Sari Wahyuni Ph.D - President Indonesia Strategic Management Society dan Dosen Fakultas Ekonomi dan Bisnis Universitas I


MATAKEPRI.COM, Jakarta - Karena mengemban sebagai alat strategis untuk mewujudkan amanat Pasal 33 - UUD 1945 yakni mencapai kemakmuran sebesar-besarnya bagi rakyat Indonesia, pimpinan puncak baru Pertamina harus memastikan dirinya tidak akan pernah terinvensi oleh kepentingan non negara.

Manajemen baru badan usaha milik negara itu, harus berani melawan kepentingan-kepentingan kelompok yang bertentangan dengan perwujudan kemakmuran bagi seluruh rakyat Indonesia.

Hanya dengan cara ini, Pertamina dapat menjadi World Wide Corporation sebagaimana yang diharapkan oleh Presiden Joko Widodo.


 
Demikian ditegaskan oleh President Indonesia Strategic Managemen Society (PISMS), Sari Wahyuni Ph D kepada media, Kamis (9/2/2017) menanggapi dicopotnya dua pimpinan puncak Pertamina, Dwi Soetjipto dan Ahmad Bambang dari posisinya sebagai Direktur Utama dan Wakil Direktur Utama.
 
“Di tangan Dwi Soetjipto, sesuai dengan harapan Presiden, laba Pertamina telah melampaui Petronas. Itu bukan upaya yang mudah jika dilihat dari sejarah Pertamina sebelumnya. Menghapus peran Petral dan mata rantai bisnis Pertamina yang tidak efisien dilakukan oleh Dwi Soetjipto.
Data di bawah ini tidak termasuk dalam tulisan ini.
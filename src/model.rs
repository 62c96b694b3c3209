//! Search state and wire types.

use std::collections::BTreeMap;
use std::str::FromStr;

use serde::{Deserialize, Serialize};

/// Maximum number of simultaneous search terms.
pub const MAX_TERMS: usize = 3;

/// Result categories offered by the portal.
#[derive(Debug, Clone, Copy, PartialEq, Eq, Serialize, Deserialize)]
#[serde(rename_all = "snake_case")]
pub enum Category {
    ClinicalStudy,
    ScientificPaper,
    /// Catch-all tab; mapped to a concrete category on the suggest path.
    All,
}

impl Category {
    pub fn as_str(&self) -> &'static str {
        match self {
            Category::ClinicalStudy => "clinical_study",
            Category::ScientificPaper => "scientific_paper",
            Category::All => "all",
        }
    }

    /// Backend result-shape selector derived from the category.
    pub fn schema_type(&self) -> &'static str {
        match self {
            Category::ClinicalStudy => "clinical_study_custom",
            _ => "default",
        }
    }
}

impl FromStr for Category {
    type Err = String;

    fn from_str(s: &str) -> Result<Self, Self::Err> {
        match s {
            "clinical_study" => Ok(Category::ClinicalStudy),
            "scientific_paper" => Ok(Category::ScientificPaper),
            "all" => Ok(Category::All),
            other => Err(format!("unknown category: {other}")),
        }
    }
}

impl Default for Category {
    fn default() -> Self {
        Category::ClinicalStudy
    }
}

/// A single filter constraint. Absent keys mean "no constraint".
#[derive(Debug, Clone, PartialEq, Serialize, Deserialize)]
#[serde(untagged)]
pub enum FilterValue {
    Many(Vec<String>),
    Range {
        #[serde(skip_serializing_if = "Option::is_none")]
        min: Option<String>,
        #[serde(skip_serializing_if = "Option::is_none")]
        max: Option<String>,
    },
    Text(String),
}

impl FilterValue {
    /// True when the value carries no constraint and should be dropped
    /// from a request payload.
    pub fn is_empty(&self) -> bool {
        match self {
            FilterValue::Text(s) => s.is_empty(),
            FilterValue::Many(v) => v.iter().all(|s| s.is_empty()),
            FilterValue::Range { min, max } => {
                let blank = |o: &Option<String>| o.as_deref().is_none_or(str::is_empty);
                blank(min) && blank(max)
            }
        }
    }
}

/// Outcome of a term-add attempt.
#[derive(Debug, Clone, Copy, PartialEq, Eq)]
pub enum AddTerm {
    Added,
    /// Empty after trimming, or already present.
    Ignored,
    /// Three terms already active.
    LimitReached,
}

/// Mutable search inputs: terms, category, page, filters.
///
/// `page` only resets on user-facing "new search" actions (term add or
/// remove, category switch, filter change), never on pagination itself.
#[derive(Debug, Clone, Serialize, Deserialize)]
pub struct SearchState {
    terms: Vec<String>,
    category: Category,
    page: u32,
    filters: BTreeMap<String, FilterValue>,
}

impl Default for SearchState {
    fn default() -> Self {
        Self {
            terms: Vec::new(),
            category: Category::default(),
            page: 1,
            filters: BTreeMap::new(),
        }
    }
}

impl SearchState {
    pub fn new(category: Category) -> Self {
        Self {
            category,
            ..Self::default()
        }
    }

    /// Reconstruct state from the page URL: a `q=` query parameter seeds
    /// the first term, and the papers route flips the category.
    pub fn from_url(path: &str, query_string: &str) -> Self {
        let mut state = Self::default();
        if path.contains("scientific-papers") {
            state.category = Category::ScientificPaper;
        }
        for pair in query_string.trim_start_matches('?').split('&') {
            let Some((key, value)) = pair.split_once('=') else {
                continue;
            };
            if key == "q"
                && let Ok(decoded) = urlencoding::decode(value)
            {
                state.add_term(&decoded);
            }
        }
        state
    }

    pub fn terms(&self) -> &[String] {
        &self.terms
    }

    pub fn category(&self) -> Category {
        self.category
    }

    pub fn page(&self) -> u32 {
        self.page
    }

    pub fn filters(&self) -> &BTreeMap<String, FilterValue> {
        &self.filters
    }

    /// Terms joined with logical OR; empty string when no terms are active.
    pub fn query_text(&self) -> String {
        self.terms.join(" OR ")
    }

    /// Add a term. Trims whitespace; rejects empties, duplicates, and a
    /// fourth term. Resets the page on success.
    pub fn add_term(&mut self, term: &str) -> AddTerm {
        let trimmed = term.trim();
        if trimmed.is_empty() || self.terms.iter().any(|t| t == trimmed) {
            return AddTerm::Ignored;
        }
        if self.terms.len() >= MAX_TERMS {
            return AddTerm::LimitReached;
        }
        self.terms.push(trimmed.to_string());
        self.page = 1;
        AddTerm::Added
    }

    /// Remove a term. Returns false when it was not present. Resets the
    /// page on success.
    pub fn remove_term(&mut self, term: &str) -> bool {
        let before = self.terms.len();
        self.terms.retain(|t| t != term);
        if self.terms.len() != before {
            self.page = 1;
            true
        } else {
            false
        }
    }

    pub fn clear_terms(&mut self) {
        self.terms.clear();
        self.page = 1;
    }

    /// Switch category. Resets the page.
    pub fn set_category(&mut self, category: Category) {
        self.category = category;
        self.page = 1;
    }

    /// Apply or replace one filter. Resets the page.
    pub fn set_filter(&mut self, key: &str, value: FilterValue) {
        self.filters.insert(key.to_string(), value);
        self.page = 1;
    }

    pub fn clear_filter(&mut self, key: &str) {
        self.filters.remove(key);
        self.page = 1;
    }

    /// Clear every filter control unconditionally and return to page 1.
    pub fn reset_filters(&mut self) {
        self.filters.clear();
        self.page = 1;
    }

    /// Pagination only: never touches terms, category, or filters.
    pub fn set_page(&mut self, page: u32) {
        self.page = page.max(1);
    }
}

/// A query suggestion.
#[derive(Debug, Clone, PartialEq, Serialize, Deserialize)]
pub struct Suggestion {
    pub text: String,
    #[serde(rename = "type")]
    pub kind: String,
}

#[derive(Debug, Deserialize)]
pub struct SuggestResponse {
    #[serde(default)]
    pub suggestions: Vec<Suggestion>,
}

/// A user-curated saved set of result items.
#[derive(Debug, Clone, Serialize, Deserialize)]
pub struct Collection {
    pub id: i64,
    pub title: String,
    #[serde(default)]
    pub description: Option<String>,
}

/// Attached downloadable artifact on a result.
#[derive(Debug, Clone, Serialize, Deserialize)]
pub struct DataProduct {
    pub title: String,
    #[serde(default)]
    pub description: Option<String>,
    #[serde(rename = "type")]
    pub kind: String,
    #[serde(default)]
    pub format: Option<String>,
    #[serde(default)]
    pub size: Option<String>,
    #[serde(default)]
    pub access_level: Option<String>,
}

/// Optional domain fields attached to a result. Every field may be absent.
#[derive(Debug, Clone, Default, Serialize, Deserialize)]
pub struct StudyDetails {
    #[serde(default)]
    pub phase: Option<String>,
    #[serde(default)]
    pub status: Option<String>,
    #[serde(default)]
    pub drug: Option<String>,
    #[serde(default)]
    pub indication_category: Option<String>,
    #[serde(default)]
    pub risk_level: Option<String>,
    #[serde(default)]
    pub severity: Option<String>,
    #[serde(default)]
    pub institution: Option<String>,
    #[serde(default)]
    pub participant_count: Option<u64>,
    #[serde(default)]
    pub start_date: Option<String>,
    #[serde(default)]
    pub end_date: Option<String>,
    #[serde(default)]
    pub duration: Option<f64>,
    #[serde(default)]
    pub procedure_category: Option<String>,
}

/// One search hit. The details bag and data-product list may be entirely
/// absent; older payloads carry the details under `data`.
#[derive(Debug, Clone, Serialize, Deserialize)]
pub struct ResultItem {
    pub title: String,
    #[serde(default)]
    pub description: Option<String>,
    #[serde(default, rename = "type")]
    pub kind: Option<String>,
    #[serde(default, alias = "data")]
    pub study_details: Option<StudyDetails>,
    #[serde(default)]
    pub data_products: Vec<DataProduct>,
}

/// Parsed search response, normalized across both wire shapes.
#[derive(Debug, Clone)]
pub struct SearchOutcome {
    pub results: Vec<ResultItem>,
    pub total: u64,
    pub page: u32,
    pub per_page: u32,
}

#[derive(Debug, Deserialize)]
struct WirePagination {
    total: Option<u64>,
    page: Option<u32>,
    per_page: Option<u32>,
}

#[derive(Debug, Deserialize)]
struct WireSearchResponse {
    #[serde(default)]
    results: Vec<ResultItem>,
    total: Option<u64>,
    page: Option<u32>,
    per_page: Option<u32>,
    pagination: Option<WirePagination>,
}

impl SearchOutcome {
    /// Accepts both `{results, total, page, per_page}` and
    /// `{results, pagination: {total, page, per_page}}`.
    pub fn from_json(body: &str) -> Result<Self, serde_json::Error> {
        let wire: WireSearchResponse = serde_json::from_str(body)?;
        let (total, page, per_page) = match wire.pagination {
            Some(p) => (p.total, p.page, p.per_page),
            None => (wire.total, wire.page, wire.per_page),
        };
        Ok(Self {
            total: total.unwrap_or(wire.results.len() as u64),
            page: page.unwrap_or(1),
            per_page: per_page.unwrap_or(10),
            results: wire.results,
        })
    }
}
Dirut Pertamina itu telah membuktikan bahwa di tangannya, BUMN yang karut marut itu bisa menjadi pemain kelas dunia dan bahkan  merambah ke manca negara,” ujar Sari Wahyuni yang juga dosen Fakultas Ekonomi dan Bisnis Universitas Indonesia (FEBUI) dalam rilis yang diterima.
 
Menurut Sari, dipilihnya Dwi Soetjipto sebagai orang nomor satu di Pertamina tidak terlepas dari rekam jejaknya sebagai orang nomor satu PT Sement Indonesia. 

Di tanganya, laba Semen Indonesia melonjak 11 kali lipat dalam waktu kurang lebih 9 tahun dari Rp 500 miliar menjadi Rp 5,5 triliun.
 
“Di Pertamina yang kata banyak orang sarang mafia, mata rantai yang tidak efisien pun dipotong mulai dari ditutupnya Petral hingga efisiensi tahun lalu mencapai US$ 608 juta atau hampir sekitar Rp. 8 triliun. Di saat Petronas memutus hubungan kerja 1000 orang , Pertamina tetap mempertahankan pegawainya bahkan meraup laba dari Rp. 18 triliun menjadi Rp. 19 triliun. Belum lagi berhasil diterapkannya harga BBM nasional diseluruh wilayah Indonesia,” jelasnya.

Dengan mengulang pernyataan Menteri BUMN Rini Soemarno pada 28 November 2014, dosen FEBUI itu mengatakan, penunjukkan Dwi Soetjipto sebagai orang nomor satu di Pertamina dengan goal mempercepat transformasi Pertamina untuk menjadi perusahaan kelas dunia dan sekaligus menerapkan sistim transparansi yang berlaku dari hulu hingga ke hilir.
  
Oleh karena itu, masyarakat Indonesia sudah dapat membaca apa yang terjadi dengan kasus pencopotan tersebut. Dan, akhirnya karena kasus ini, Pertamina harus menghadapi realita masa depan yang tidak jelas dan kelanjutan proses transformasi  dipertanyakan. 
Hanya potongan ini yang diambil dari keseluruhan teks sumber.